Antioxidants Could Provide All-Purpose Radiation Protection
November 4, 2007
Findings from the AACR Centennial Conference on Translational Cancer Medicine: From Technology to Treatment, Singapore, November 4-8, 2007
SINGAPORE -- Two common dietary molecules found in legumes and bran could protect DNA from the harmful effects of radiation, researchers from the University of Maryland report. Inositol and inositol hexaphosphate (IP6) protected both human skin cells and a skin cancer-prone mouse from exposure to ultraviolet B (UVB) radiation, the damaging radiation found in sunlight, the team reported today at the American Association for Cancer Research Centennial Conference on Translational Cancer Medicine.
According to the researchers, inositol and IP6 could decrease the severity of side effects from radiation therapy, saving healthy cells while simultaneously increasing the potency of the treatment against cancer cells. Both molecules are potent antioxidants, the Maryland researchers say, capable of preventing reactive molecules from injuring DNA and turning cells cancerous.
"Both of these potent antioxidants have been shown to have broad-spectrum anti-tumor capabilities, and now our studies confirm the degree to which these molecules protect against the DNA-damaging effects of ionizing radiation," said Abulkalam M. Shamsuddin, M.D., professor of pathology at the University of Maryland School of Medicine. "Radiation damage is radiation damage, regardless of the source, so there could also be a protective role for IP6 in any form of radiation exposure, whether it is from a therapeutic dose or from solar, cosmic or nuclear sources."
While both inositol and IP6 are related to B vitamins, they are not considered essential dietary nutrients.

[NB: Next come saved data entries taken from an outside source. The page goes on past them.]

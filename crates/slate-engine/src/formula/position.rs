//! Cell position parsing and formatting.
//!
//! Provides bidirectional conversion between spreadsheet-style cell names
//! (e.g., "A1", "AB27") and zero-indexed row/column coordinates, plus the
//! bounds check that decides whether a position can hold a real cell.

use regex::Regex;
use serde::{Deserialize, Serialize};
use std::fmt;
use std::sync::OnceLock;

/// Exclusive upper bound for valid rows.
pub const MAX_ROWS: usize = 16_384;
/// Exclusive upper bound for valid columns.
pub const MAX_COLS: usize = 16_384;

/// A grid location as zero-indexed row and column.
#[derive(Clone, Copy, Debug, Hash, Eq, PartialEq, Ord, PartialOrd, Serialize, Deserialize)]
pub struct Position {
    pub row: usize,
    pub col: usize,
}

impl Position {
    pub fn new(row: usize, col: usize) -> Position {
        Position { row, col }
    }

    /// Whether the position lies inside the sheet bounds.
    pub fn is_valid(self) -> bool {
        self.row < MAX_ROWS && self.col < MAX_COLS
    }

    /// Parse a cell name, accepting only positions inside the sheet bounds.
    /// Returns None for lowercase letters, leading zeros, embedded
    /// whitespace, or coordinates at or past the bounds.
    #[allow(clippy::should_implement_trait)]
    pub fn from_str(name: &str) -> Option<Position> {
        Self::parse_a1(name).filter(|pos| pos.is_valid())
    }

    /// Shape-only parse of an A1-style name.
    ///
    /// Accepts any uppercase-letters-then-digits token without a leading
    /// zero and decodes it even when the coordinates fall outside the sheet
    /// bounds (saturating on overflow). The formula lexer needs this: a
    /// reference like `AAAAA1000000` must survive parsing and surface as
    /// `#REF!` at evaluation, so validity is left to the caller.
    pub(crate) fn parse_a1(name: &str) -> Option<Position> {
        let caps = a1_re().captures(name)?;
        let letters = &caps["letters"];
        let digits = &caps["digits"];

        let mut col_acc = 0usize;
        for c in letters.bytes() {
            let digit = (c - b'A') as usize + 1;
            col_acc = col_acc.saturating_mul(26).saturating_add(digit);
        }

        let mut row_acc = 0usize;
        for c in digits.bytes() {
            let digit = (c - b'0') as usize;
            row_acc = row_acc.saturating_mul(10).saturating_add(digit);
        }

        // The regex guarantees at least one letter and a nonzero row.
        Some(Position::new(row_acc - 1, col_acc - 1))
    }

    /// Convert a column index to spreadsheet-style letters (0 -> A, 25 -> Z,
    /// 26 -> AA).
    pub fn col_to_letters(col: usize) -> String {
        let mut result = String::new();
        let mut n = col as u128 + 1;
        while n > 0 {
            n -= 1;
            result.insert(0, (b'A' + (n % 26) as u8) as char);
            n /= 26;
        }
        result
    }
}

fn a1_re() -> &'static Regex {
    static A1_RE: OnceLock<Regex> = OnceLock::new();
    A1_RE.get_or_init(|| {
        Regex::new(r"^(?<letters>[A-Z]+)(?<digits>[1-9][0-9]*)$")
            .expect("cell name regex must compile")
    })
}

impl std::str::FromStr for Position {
    type Err = String;

    fn from_str(s: &str) -> Result<Self, Self::Err> {
        Self::parse_a1(s)
            .filter(|pos| pos.is_valid())
            .ok_or_else(|| format!("Invalid cell name: {}", s))
    }
}

impl fmt::Display for Position {
    fn fmt(&self, f: &mut fmt::Formatter<'_>) -> fmt::Result {
        // Saturating keeps Display total for out-of-range positions; exact
        // round-tripping is only promised inside the bounds.
        write!(
            f,
            "{}{}",
            Position::col_to_letters(self.col),
            self.row.saturating_add(1)
        )
    }
}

In the 1980s, however, researchers discovered that these molecules, abundant within the hulls of seeds and grains, had definitive protective effects against colorectal cancer.
Inspired by reports of a clinical trial begun in 2001 at Clinical Hospital in Split, Croatia, which suggested IP6 enhanced the effectiveness of radiotherapy while lessening the side effects, Shamsuddin and his colleagues sought to investigate the extent of the protective properties of these molecules. With funding from IP-6 Research, Inc., a company formed by Shamsuddin, the researchers began a study to determine how human skin cells responded to UVB radiation when dosed with IP6.
Normally, cells permanently damaged by radiation undergo a genetically programmed process of cell suicide, called apoptosis. Shamsuddin reports that UVB-irradiated human keratinocytes, when treated with IP6, were more likely to survive. Untreated skin cells were more likely to undergo apoptosis, indicating that the DNA in those cells was damaged irreparably and fatally. According to Shamsuddin, the treated cells take an extended pause at the point in the cellular life cycle where innate mechanisms repair DNA before the cell divides.
"IP6 certainly has some interactivity with DNA, but how exactly it works to repair DNA is still something of a mystery. There are reports that IP6 binds with DNA repair molecule Ku to bring about the repair process," Shamsuddin said. "More importantly, we still don't know how IP6 can appear to help healthy cells live while also enhancing the ability of radiation to kill cancer cells."
Shamsuddin and his team found that when mice engineered to be prone to skin cancer were given drinking water containing a two-percent solution of IP6, they were much less likely to develop tumors. Twenty-three percent of treated mice developed tumors, compared to 51 percent of untreated, or control mice, which developed tumors. Moreover, the mice in the treated group that did develop cancer had only half as many tumors as the control mice.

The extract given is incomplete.